Check whether following pairs of function are identical or not?
`f(x)=tanx` and `g(x)=1/(cotx)`

To determine whether the functions \( f(x) = \tan x \) and \( g(x) = \frac{1}{\cot x} \) are identical, we need to check their domains and ranges. ### Step 1: Find the Domain of \( f(x) \) The function \( f(x) = \tan x \) is defined as: \[ f(x) = \frac{\sin x}{\cos x} \] The tangent function is undefined when \( \cos x = 0 \).

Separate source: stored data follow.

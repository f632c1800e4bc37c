//! Vouch Exchange - the protocol layer of the coupon-guarded store.
//!
//! An [`Exchange`] combines the seed registry, the coupon codec, and a
//! transactional document store into the operation surface a thin API
//! layer calls:
//!
//! - item reads, writes, updates, and removals, all authorized by coupon
//! - the optimistic intent lock serializing concurrent updates
//! - the per-account sliding-bucket rate limiter
//! - alias indirection and watchable subscriptions
//! - account and boss-key management
//!
//! Every operation returns a [`vouch_core::Outcome`]; nothing panics or
//! errors past this boundary. Store failures surface as `Internal`.

#![deny(unsafe_code)]
#![warn(missing_docs)]
#![deny(clippy::all)]
#![warn(unreachable_pub)]
#![deny(clippy::unwrap_used)]
#![cfg_attr(test, allow(clippy::unwrap_used))]

mod account;
mod alias;
mod docs;
mod intent;
mod limiter;
mod resolver;
mod watch;

use std::sync::Arc;

use tracing::warn;
use vouch_core::{Code, Outcome};
use vouch_registry::Registry;
use vouch_store::{Collection, DocStore, StoreResult};

pub use account::KeySwapRequest;
pub use alias::{AliasRequest, Target};
pub use docs::{
    AccountDoc, AliasDoc, BossDoc, IntentDoc, ItemDoc, ItemMeta, SlotDoc, SlotEntry,
    WatchMeta, WatchableDoc,
};
pub use intent::{IntentGrant, ReleaseRequest};
pub use resolver::{
    ReadReceipt, ReadRequest, RemoveRequest, UpdateReceipt, UpdateRequest, WriteReceipt,
    WriteRequest,
};
pub use watch::{WatchReceipt, WatchRequest, WatchView};

/// Sweeps leave documents in place for a couple of minutes past expiry so
/// operations in flight keep their footing.
const SWEEP_GRACE_MS: i64 = 2 * 60 * 1000;

/// The exchange: registry + codec + store, one instance per process.
pub struct Exchange<S> {
    store: Arc<S>,
    registry: Arc<Registry>,
}

impl<S: DocStore + 'static> Exchange<S> {
    /// Build an exchange over a store and a registry.
    #[must_use]
    pub fn new(store: Arc<S>, registry: Arc<Registry>) -> Self {
        Self { store, registry }
    }

    /// The registry in use.
    #[must_use]
    pub fn registry(&self) -> &Registry {
        &self.registry
    }

    /// The store in use.
    #[must_use]
    pub fn store(&self) -> &Arc<S> {
        &self.store
    }

    /// Decode and type a presented coupon; the `validate` operation.
    #[must_use]
    pub fn validate(&self, key: &str, unlock: &str) -> Outcome<vouch_registry::KeyPack> {
        self.registry.key_pack(key, unlock)
    }

    /// Remove documents that expired more than the grace window ago.
    #[must_use]
    pub fn sweep(&self) -> Outcome<usize> {
        let cutoff = self
            .registry
            .now_millis()
            .saturating_sub(SWEEP_GRACE_MS);
        store_outcome(self.store.sweep_expired(cutoff)).finish(Code::NoContent)
    }

    pub(crate) fn now_millis(&self) -> i64 {
        self.registry.now_millis()
    }

    /// Fire-and-forget write: spawned when a runtime is around, inline
    /// otherwise. Failure is logged, never propagated.
    pub(crate) fn best_effort_set(
        &self,
        collection: Collection,
        id: String,
        doc: serde_json::Value,
    ) {
        let store = Arc::clone(&self.store);
        let write = move || {
            if let Err(err) = store.set(collection, &id, doc) {
                warn!(%err, %collection, "best-effort write failed");
            }
        };
        match tokio::runtime::Handle::try_current() {
            Ok(handle) => {
                handle.spawn_blocking(write);
            }
            Err(_) => write(),
        }
    }
}

impl<S> std::fmt::Debug for Exchange<S> {
    fn fmt(&self, f: &mut std::fmt::Formatter<'_>) -> std::fmt::Result {
        f.debug_struct("Exchange")
            .field("registry", &self.registry)
            .finish_non_exhaustive()
    }
}

/// Lift a raw store result into an outcome; backend failures are
/// `Internal`, full stop.
pub(crate) fn store_outcome<T>(result: StoreResult<T>) -> Outcome<T> {
    match result {
        Ok(v) => Outcome::good(v),
        Err(err) => Outcome::fail(Code::Internal, err.to_string()),
    }
}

This occurs at: \[ x = \frac{\pi}{2} + n\pi \quad \text{where } n \in \mathbb{Z} \] Thus, the domain of \( f(x) \) is: \[ \text{Domain of } f(x) = \mathbb{R} - \left\{ \frac{\pi}{2} + n\pi \mid n \in \mathbb{Z} \right\} \] ### Step 2: Find the Domain of \( g(x) \) The function \( g(x) = \frac{1}{\cot x} \) can be rewritten as: \[ g(x) = \frac{1}{\frac{\cos x}{\sin x}} = \frac{\sin x}{\cos x} = \tan x \] The cotangent function \( \cot x \) is undefined when \( \sin x = 0 \). This occurs at: \[ x = n\pi \quad \text{where } n \in \mathbb{Z} \] Thus, the domain of \( g(x) \) is: \[ \text{Domain of } g(x) = \mathbb{R} - \{ n\pi \mid n \in \mathbb{Z} \} \] ### Step 3: Compare the Domains The domains of \( f(x) \) and \( g(x) \) are: - Domain of \( f(x) \): \( \mathbb{R} - \left\{ \frac{\pi}{2} + n\pi \mid n \in \mathbb{Z} \right\} \) - Domain of \( g(x) \): \( \mathbb{R} - \{ n\pi \mid n \in \mathbb{Z} \} \) Since the points where \( f(x) \) and \( g(x) \) are undefined are different, their domains are not the same. ### Step 4: Find the Range of \( f(x) \) The range of \( f(x) = \tan x \) is: \[ \text{Range of } f(x) = (-\infty, \infty) \] ### Step 5: Find the Range of \( g(x) \) Since \( g(x) = \tan x \), its range is also: \[ \text{Range of } g(x) = (-\infty, \infty) \] ### Step 6: Compare the Ranges Both functions have the same range: - Range of \( f(x) \): \( (-\infty, \infty) \) - Range of \( g(x) \): \( (-\infty, \infty) \) ### Conclusion Since the domains of \( f(x) \) and \( g(x) \) are not the same, we conclude that the functions \( f(x) \) and \( g(x) \) are **not identical**.